### PROBLEM REQUIREMENTS
Retype the records exactly, including every line.

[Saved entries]
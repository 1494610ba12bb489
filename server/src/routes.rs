//! Router and request handlers.
//!
//! # Routes
//!
//! | Method | Path | Behavior |
//! |--------|------|----------|
//! | GET | `/` | render the list view |
//! | GET | `/todo/{id}` | render the detail view, 404 if absent |
//! | POST | `/add-todo` | insert, redirect to `/` |
//! | POST | `/update-todo/{id}` | rename, redirect to the referrer |
//! | GET | `/remove-todo/{id}` | delete, redirect to `/` |
//! | GET | `/toggle-todo/{id}` | flip `done`, redirect to the referrer |
//! | GET | `/change-priority/{id}` | rotate priority, redirect to the referrer |
//!
//! Unmatched paths fall through to the static file service and then to
//! the fixed 404 page. Mutating routes look the row up first, so a
//! missing id is an explicit 404 rather than a blind write.

use axum::extract::{Path, State};
use axum::handler::HandlerWithoutStateExt;
use axum::http::{header, HeaderMap, StatusCode};
use axum::response::{Html, IntoResponse, Redirect, Response};
use axum::routing::{get, post};
use axum::{Form, Json, Router};
use todo_core::{NewTodo, TodoPatch, UpdateTitle};
use tower_http::services::ServeDir;
use tower_http::trace::TraceLayer;
use uuid::Uuid;

use crate::error::AppError;
use crate::store::{StoreError, TodoStore};
use crate::views;

/// Build the application router around a connected store.
pub fn app(store: TodoStore, public_dir: impl AsRef<std::path::Path>) -> Router {
    let static_files = ServeDir::new(public_dir).not_found_service(not_found.into_service());

    Router::new()
        .route("/", get(index))
        .route("/todo/{id}", get(show_todo))
        .route("/add-todo", post(add_todo))
        .route("/update-todo/{id}", post(update_todo))
        .route("/remove-todo/{id}", get(remove_todo))
        .route("/toggle-todo/{id}", get(toggle_todo))
        .route("/change-priority/{id}", get(change_priority))
        .fallback_service(static_files)
        .layer(TraceLayer::new_for_http())
        .with_state(store)
}

async fn index(State(store): State<TodoStore>) -> Result<Html<String>, AppError> {
    let todos = store.list().await?;
    Ok(views::index(&todos)?)
}

async fn show_todo(
    State(store): State<TodoStore>,
    Path(id): Path<Uuid>,
) -> Result<Html<String>, AppError> {
    let todo = store.find(id).await?.ok_or(AppError::NotFound)?;
    Ok(views::detail(&todo)?)
}

async fn add_todo(
    State(store): State<TodoStore>,
    Form(input): Form<NewTodo>,
) -> Result<Redirect, AppError> {
    store.insert(input).await?;
    Ok(Redirect::to("/"))
}

async fn update_todo(
    State(store): State<TodoStore>,
    Path(id): Path<Uuid>,
    headers: HeaderMap,
    Form(input): Form<UpdateTitle>,
) -> Result<Redirect, AppError> {
    store.find(id).await?.ok_or(AppError::NotFound)?;
    store
        .update(
            id,
            TodoPatch {
                title: Some(input.title),
                ..TodoPatch::default()
            },
        )
        .await?;
    Ok(redirect_back(&headers))
}

async fn remove_todo(
    State(store): State<TodoStore>,
    Path(id): Path<Uuid>,
) -> Result<Redirect, AppError> {
    store.find(id).await?.ok_or(AppError::NotFound)?;
    store.delete(id).await?;
    Ok(Redirect::to("/"))
}

async fn toggle_todo(
    State(store): State<TodoStore>,
    Path(id): Path<Uuid>,
    headers: HeaderMap,
) -> Result<Redirect, AppError> {
    let todo = store.find(id).await?.ok_or(AppError::NotFound)?;
    store
        .update(
            id,
            TodoPatch {
                done: Some(!todo.done),
                ..TodoPatch::default()
            },
        )
        .await?;
    Ok(redirect_back(&headers))
}

/// Unlike the other routes, internal failures here answer with a JSON
/// error body instead of the HTML error page.
async fn change_priority(
    State(store): State<TodoStore>,
    Path(id): Path<Uuid>,
    headers: HeaderMap,
) -> Response {
    match rotate(&store, id).await {
        Ok(true) => redirect_back(&headers).into_response(),
        Ok(false) => AppError::NotFound.into_response(),
        Err(err) => {
            tracing::error!(%id, error = %err, "failed to rotate todo priority");
            (
                StatusCode::INTERNAL_SERVER_ERROR,
                Json(serde_json::json!({ "error": "failed to change todo priority" })),
            )
                .into_response()
        }
    }
}

/// Read the current priority and write its successor. `false` means the
/// row does not exist.
async fn rotate(store: &TodoStore, id: Uuid) -> Result<bool, StoreError> {
    let Some(current) = store.priority(id).await? else {
        return Ok(false);
    };
    store
        .update(
            id,
            TodoPatch {
                priority: Some(current.next()),
                ..TodoPatch::default()
            },
        )
        .await?;
    Ok(true)
}

/// Redirect to the page that issued the request, falling back to the
/// list when the client sent no usable `Referer` header.
fn redirect_back(headers: &HeaderMap) -> Redirect {
    match headers.get(header::REFERER).and_then(|value| value.to_str().ok()) {
        Some(back) => Redirect::to(back),
        None => Redirect::to("/"),
    }
}

/// Fixed page for anything no route or static file matched.
async fn not_found() -> (StatusCode, Html<&'static str>) {
    tracing::debug!("unmatched path");
    (StatusCode::NOT_FOUND, Html(views::NOT_FOUND_PAGE))
}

### RESPONSE BOX
repository 1494610ba12bb489
filename server/src/routes.rs
//! Router and request handlers.
//!
//! # Routes
//!
//! | Method | Path | Behavior |
//! |--------|------|----------|
//! | GET | `/` | render the list view |
//! | GET | `/todo/{id}` | render the detail view, 404 if absent |
//! | POST | `/add-todo` | insert, redirect to `/` |
//! | POST | `/update-todo/{id}` | rename, redirect to the referrer |
//! | GET | `/remove-todo/{id}` | delete, redirect to `/` |
//! | GET | `/toggle-todo/{id}` | flip `done`, redirect to the referrer |
//! | GET | `/change-priority/{id}` | rotate priority, redirect to the referrer |
//!
//! Unmatched paths fall through to the static file service and then to
//! the fixed 404 page. Mutating routes look the row up first, so a
//! missing id is an explicit 404 rather than a blind write.

use axum::extract::{Path, State};
use axum::handler::HandlerWithoutStateExt;
use axum::http::{header, HeaderMap, StatusCode};
use axum::response::{Html, IntoResponse, Redirect, Response};
use axum::routing::{get, post};
use axum::{Form, Json, Router};
use todo_core::{NewTodo, TodoPatch, UpdateTitle};
use tower_http::services::ServeDir;
use tower_http::trace::TraceLayer;
use uuid::Uuid;

use crate::error::AppError;
use crate::store::{StoreError, TodoStore};
use crate::views;

/// Build the application router around a connected store.
pub fn app(store: TodoStore, public_dir: impl AsRef<std::path::Path>) -> Router {
    let static_files = ServeDir::new(public_dir).not_found_service(not_found.into_service());

    Router::new()
        .route("/", get(index))
        .route("/todo/{id}", get(show_todo))
        .route("/add-todo", post(add_todo))
        .route("/update-todo/{id}", post(update_todo))
        .route("/remove-todo/{id}", get(remove_todo))
        .route("/toggle-todo/{id}", get(toggle_todo))
        .route("/change-priority/{id}", get(change_priority))
        .fallback_service(static_files)
        .layer(TraceLayer::new_for_http())
        .with_state(store)
}

async fn index(State(store): State<TodoStore>) -> Result<Html<String>, AppError> {
    let todos = store.list().await?;
    Ok(views::index(&todos)?)
}

async fn show_todo(
    State(store): State<TodoStore>,
    Path(id): Path<Uuid>,
) -> Result<Html<String>, AppError> {
    let todo = store.find(id).await?.ok_or(AppError::NotFound)?;
    Ok(views::detail(&todo)?)
}

async fn add_todo(
    State(store): State<TodoStore>,
    Form(input): Form<NewTodo>,
) -> Result<Redirect, AppError> {
    store.insert(input).await?;
    Ok(Redirect::to("/"))
}

async fn update_todo(
    State(store): State<TodoStore>,
    Path(id): Path<Uuid>,
    headers: HeaderMap,
    Form(input): Form<UpdateTitle>,
) -> Result<Redirect, AppError> {
    store.find(id).await?.ok_or(AppError::NotFound)?;
    store
        .update(
            id,
            TodoPatch {
                title: Some(input.title),
                ..TodoPatch::default()
            },
        )
        .await?;
    Ok(redirect_back(&headers))
}

async fn remove_todo(
    State(store): State<TodoStore>,
    Path(id): Path<Uuid>,
) -> Result<Redirect, AppError> {
    store.find(id).await?.ok_or(AppError::NotFound)?;
    store.delete(id).await?;
    Ok(Redirect::to("/"))
}

async fn toggle_todo(
    State(store): State<TodoStore>,
    Path(id): Path<Uuid>,
    headers: HeaderMap,
) -> Result<Redirect, AppError> {
    let todo = store.find(id).await?.ok_or(AppError::NotFound)?;
    store
        .update(
            id,
            TodoPatch {
                done: Some(!todo.done),
                ..TodoPatch::default()
            },
        )
        .await?;
    Ok(redirect_back(&headers))
}

/// Unlike the other routes, internal failures here answer with a JSON
/// error body instead of the HTML error page.
async fn change_priority(
    State(store): State<TodoStore>,
    Path(id): Path<Uuid>,
    headers: HeaderMap,
) -> Response {
    match rotate(&store, id).await {
        Ok(true) => redirect_back(&headers).into_response(),
        Ok(false) => AppError::NotFound.into_response(),
        Err(err) => {
            tracing::error!(%id, error = %err, "failed to rotate todo priority");
            (
                StatusCode::INTERNAL_SERVER_ERROR,
                Json(serde_json::json!({ "error": "failed to change todo priority" })),
            )
                .into_response()
        }
    }
}

/// Read the current priority and write its successor. `false` means the
/// row does not exist.
async fn rotate(store: &TodoStore, id: Uuid) -> Result<bool, StoreError> {
    let Some(current) = store.priority(id).await? else {
        return Ok(false);
    };
    store
        .update(
            id,
            TodoPatch {
                priority: Some(current.next()),
                ..TodoPatch::default()
            },
        )
        .await?;
    Ok(true)
}

/// Redirect to the page that issued the request, falling back to the
/// list when the client sent no usable `Referer` header.
fn redirect_back(headers: &HeaderMap) -> Redirect {
    match headers.get(header::REFERER).and_then(|value| value.to_str().ok()) {
        Some(back) => Redirect::to(back),
        None => Redirect::to("/"),
    }
}

/// Fixed page for anything no route or static file matched.
async fn not_found() -> (StatusCode, Html<&'static str>) {
    tracing::debug!("unmatched path");
    (StatusCode::NOT_FOUND, Html(views::NOT_FOUND_PAGE))
}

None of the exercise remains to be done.